Fellows are offered the unique opportunity to take 12 months away from their current role to pursue a big idea that has the potential to achieve positive outcomes in the areas of:
- poverty and disadvantage
- sustainability and environment
- human, civil and legal rights.
The Kenneth Myer Innovation Fellowships provide recipients with time and support needed to develop their groundbreaking idea into a sustainable plan for action. Fellows will each receive $120,000 for their 12-month commitment to the program and an additional $30,000 will be available to each Fellow for approved expenses such as work space, rent, travel and contracting of external expertise.
We seek ideas that are:
- high impact: likely to produce results in the areas of human, civil and legal rights, poverty and disadvantage, and/or sustainability and environment
- unique: different from existing approaches
- scalable and sustainable: the potential to scale up quickly and be sustainable over time.
And leaders who are:
- experienced and entrepreneurial: a proven track record of achievement in their field and an appetite for risk-taking
- passionate and connected: a genuine commitment and passion for their cause and the network to make it happen.
Selection Process
What is Offered
Each year this program provides outstanding individuals with freedom from their day jobs to:
- open productive new lines of inquiry
- ask provocative questions
- challenge conventional wisdom
- develop new ideas, approaches and strategies.
Fellows will each receive $120,000 for their 12-month commitment to the program and an additional $30,000 will be available to each Fellow for approved expenses such as work space, rent, travel and contracting of external expertise.
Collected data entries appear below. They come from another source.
//! The progress step element.
//!
//! A [`ProgressStep`] owns its attribute set, the caller's content and the
//! attributes of its host node. Every write records what changed; when the
//! element is attached, the write is followed immediately by an update:
//!
//! 1. `aria-disabled` is republished if `disabled` changed
//! 2. `disabled` and `vertical` are reflected to host attributes
//! 3. the step is re-rendered from a snapshot of its attributes
//!
//! Writes made while detached are kept and applied on the next attach.
//!
//! # Example
//!
//! ```rust
//! use progress_step::core::StepState;
//! use progress_step::ProgressStep;
//!
//! let mut step = ProgressStep::default();
//! step.set_state(StepState::Current);
//! step.set_label_text("Step 2");
//! step.connect();
//!
//! assert_eq!(step.get_attribute("role").as_deref(), Some("listitem"));
//! assert_eq!(step.get_attribute("aria-disabled").as_deref(), Some("false"));
//!
//! step.set_disabled(true);
//! assert_eq!(step.get_attribute("aria-disabled").as_deref(), Some("true"));
//! ```

mod attributes;
mod content;
mod error;
mod render;

pub use attributes::StepAttributes;
pub use content::{Content, SECONDARY_LABEL_SLOT};
pub use error::ElementError;
pub use render::render;

use crate::core::{Attribute, ChangeSet, StepState};
use crate::markup::{self, Element, Fragment, Node};
use crate::settings::Settings;
use attributes::replace;
use std::collections::BTreeMap;

/// Role given to a step attached without one.
pub const DEFAULT_ROLE: &str = "listitem";

/// A single step of a progress indicator.
#[derive(Clone, Debug)]
pub struct ProgressStep {
    settings: Settings,
    attributes: StepAttributes,
    content: Content,
    host: BTreeMap<String, String>,
    connected: bool,
    has_updated: bool,
    pending: ChangeSet,
    rendered: Fragment,
}

impl Default for ProgressStep {
    fn default() -> Self {
        Self::new(Settings::default())
    }
}

impl ProgressStep {
    /// Create a detached step with default attributes.
    pub fn new(settings: Settings) -> Self {
        Self {
            settings,
            attributes: StepAttributes::default(),
            content: Content::new(),
            host: BTreeMap::new(),
            connected: false,
            has_updated: false,
            pending: ChangeSet::new(),
            rendered: Vec::new(),
        }
    }

    /// Create a detached step with settings read from JSON.
    pub fn from_settings_json(json: &str) -> Result<Self, ElementError> {
        Ok(Self::new(Settings::from_json(json)?))
    }

    /// Tag name the step is registered under.
    pub fn tag_name(&self) -> String {
        self.settings.tag_name()
    }

    pub fn settings(&self) -> &Settings {
        &self.settings
    }

    /// Current attribute snapshot.
    pub fn attributes(&self) -> &StepAttributes {
        &self.attributes
    }

    pub fn content(&self) -> &Content {
        &self.content
    }

    pub fn is_connected(&self) -> bool {
        self.connected
    }

    pub fn disabled(&self) -> bool {
        self.attributes.disabled
    }

    pub fn icon_label(&self) -> Option<&str> {
        self.attributes.icon_label.as_deref()
    }

    pub fn label_text(&self) -> Option<&str> {
        self.attributes.label_text.as_deref()
    }

    pub fn secondary_label_text(&self) -> Option<&str> {
        self.attributes.secondary_label_text.as_deref()
    }

    pub fn state(&self) -> StepState {
        self.attributes.state
    }

    pub fn vertical(&self) -> bool {
        self.attributes.vertical
    }

    pub fn set_disabled(&mut self, disabled: bool) {
        if replace(&mut self.attributes.disabled, disabled) {
            self.request_update(Attribute::Disabled);
        }
    }

    pub fn set_icon_label(&mut self, label: impl Into<String>) {
        if replace(&mut self.attributes.icon_label, Some(label.into())) {
            self.request_update(Attribute::IconLabel);
        }
    }

    pub fn set_label_text(&mut self, text: impl Into<String>) {
        if replace(&mut self.attributes.label_text, Some(text.into())) {
            self.request_update(Attribute::LabelText);
        }
    }

    pub fn set_secondary_label_text(&mut self, text: impl Into<String>) {
        if replace(&mut self.attributes.secondary_label_text, Some(text.into())) {
            self.request_update(Attribute::SecondaryLabelText);
        }
    }

    /// Unset the icon label, dropping the icon's `<title>`.
    pub fn clear_icon_label(&mut self) {
        if self.attributes.icon_label.take().is_some() {
            self.request_update(Attribute::IconLabel);
        }
    }

    /// Unset the primary label.
    pub fn clear_label_text(&mut self) {
        if self.attributes.label_text.take().is_some() {
            self.request_update(Attribute::LabelText);
        }
    }

    /// Unset the secondary label.
    pub fn clear_secondary_label_text(&mut self) {
        if self.attributes.secondary_label_text.take().is_some() {
            self.request_update(Attribute::SecondaryLabelText);
        }
    }

    pub fn set_state(&mut self, state: StepState) {
        if replace(&mut self.attributes.state, state) {
            self.request_update(Attribute::State);
        }
    }

    pub fn set_vertical(&mut self, vertical: bool) {
        if replace(&mut self.attributes.vertical, vertical) {
            self.request_update(Attribute::Vertical);
        }
    }

    /// Set a host attribute.
    ///
    /// Observed attributes (`disabled`, `icon-label`, `label-text`,
    /// `secondary-label-text`, `state`, `vertical`) also update the matching
    /// property. An unknown `state` value is rejected before anything is
    /// written. Any other name, such as `role`, is stored as is.
    pub fn set_attribute(&mut self, name: &str, value: &str) -> Result<(), ElementError> {
        if let Some(attribute) = Attribute::from_name(name) {
            let changed = self
                .attributes
                .apply(attribute, Some(value))
                .inspect_err(|e| {
                    tracing::warn!(value = %e.value, "rejected progress step state");
                })?;
            self.host.insert(name.to_string(), value.to_string());
            if changed {
                self.request_update(attribute);
            }
        } else {
            self.host.insert(name.to_string(), value.to_string());
        }
        Ok(())
    }

    /// Remove a host attribute, resetting the matching property if observed.
    pub fn remove_attribute(&mut self, name: &str) {
        self.host.remove(name);
        if let Some(attribute) = Attribute::from_name(name) {
            // Removal resets to the default and never fails.
            if let Ok(true) = self.attributes.apply(attribute, None) {
                self.request_update(attribute);
            }
        }
    }

    pub fn get_attribute(&self, name: &str) -> Option<String> {
        self.host.get(name).cloned()
    }

    pub fn has_attribute(&self, name: &str) -> bool {
        self.host.contains_key(name)
    }

    /// Attributes currently on the host node.
    pub fn host_attributes(&self) -> &BTreeMap<String, String> {
        &self.host
    }

    /// Append a child to the caller's content.
    pub fn append_child(&mut self, node: impl Into<Node>) {
        self.content.push(node);
        self.request_content_update();
    }

    /// Replace the caller's content.
    pub fn set_content(&mut self, content: impl Into<Content>) {
        let content = content.into();
        if replace(&mut self.content, content) {
            self.request_content_update();
        }
    }

    pub fn clear_content(&mut self) {
        if !self.content.is_empty() {
            self.content.clear();
            self.request_content_update();
        }
    }

    /// Attach the step to a surface.
    ///
    /// Gives the host the `listitem` role unless the caller already set one,
    /// then runs any pending update. The first attach renders with every
    /// attribute treated as changed. Attaching twice does nothing.
    pub fn connect(&mut self) {
        if self.connected {
            return;
        }
        if !self.host.contains_key("role") {
            self.host.insert("role".to_string(), DEFAULT_ROLE.to_string());
        }
        self.connected = true;
        if !self.has_updated {
            self.pending.merge(ChangeSet::all());
        }
        tracing::debug!(tag = %self.tag_name(), "progress step attached");
        self.perform_update();
    }

    /// Detach the step. Later writes are applied on the next attach.
    pub fn disconnect(&mut self) {
        if self.connected {
            self.connected = false;
            tracing::debug!(tag = %self.tag_name(), "progress step detached");
        }
    }

    /// Render the step from its current attributes and content.
    ///
    /// Pure: does not touch the host or the stored output.
    pub fn render(&self) -> Fragment {
        render(&self.attributes, &self.content, &self.settings)
    }

    /// Output of the last update. Empty until the first attach.
    pub fn rendered(&self) -> &[Node] {
        &self.rendered
    }

    /// The host element with its attributes around the last rendered output.
    pub fn to_element(&self) -> Element {
        Element::new(self.tag_name())
            .with_attrs(self.host.iter().map(|(k, v)| (k.clone(), v.clone())))
            .with_children(self.rendered.iter().cloned())
    }

    /// HTML of the host element and its rendered output.
    pub fn outer_html(&self) -> String {
        self.to_element().to_string()
    }

    /// HTML of the rendered output alone.
    pub fn inner_html(&self) -> String {
        markup::to_html(&self.rendered)
    }

    fn request_update(&mut self, attribute: Attribute) {
        tracing::debug!(%attribute, "progress step attribute changed");
        self.pending.record(attribute);
        if self.connected {
            self.perform_update();
        }
    }

    fn request_content_update(&mut self) {
        self.pending.record_content();
        if self.connected {
            self.perform_update();
        }
    }

    fn perform_update(&mut self) {
        let changes = self.pending.take();
        if changes.is_empty() && self.has_updated {
            return;
        }
        self.updated(&changes);
        self.rendered = self.render();
        self.has_updated = true;
        tracing::debug!(
            state = %self.attributes.state,
            nodes = self.rendered.len(),
            "progress step rendered"
        );
    }

    fn updated(&mut self, changes: &ChangeSet) {
        if changes.has(Attribute::Disabled) {
            self.host
                .insert("aria-disabled".to_string(), self.attributes.disabled.to_string());
            self.reflect(Attribute::Disabled, self.attributes.disabled);
        }
        if changes.has(Attribute::Vertical) {
            self.reflect(Attribute::Vertical, self.attributes.vertical);
        }
    }

    fn reflect(&mut self, attribute: Attribute, value: bool) {
        let name = attribute.as_str();
        if value {
            self.host.insert(name.to_string(), String::new());
        } else {
            self.host.remove(name);
        }
    }
}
What are the Eligibility Criteria?
The applicant must:
- be an Australian citizen or permanent resident
- reside in Australia for the majority of the Fellowship period
- be prepared to take a sabbatical from their current role for 12 months
- have a proven track record of risk-taking, out-of-the-box thinking
- have an ability to turn ideas into action
- have well-developed networks within an area of the proposed project.
The proposed project must:
- be based in Australia
- be aligned with one or more of the subject areas of poverty and disadvantage, sustainability and environment, or human, civil and legal Rights
- have been in development for not longer than three years.
What are the Funding Exclusions?
The Kenneth Myer Innovation Fellowships program will not support the following:
- benefits or fundraising events
- capital or endowment campaigns
- ongoing or one-off academic research or work towards higher degrees (including by coursework or dissertations)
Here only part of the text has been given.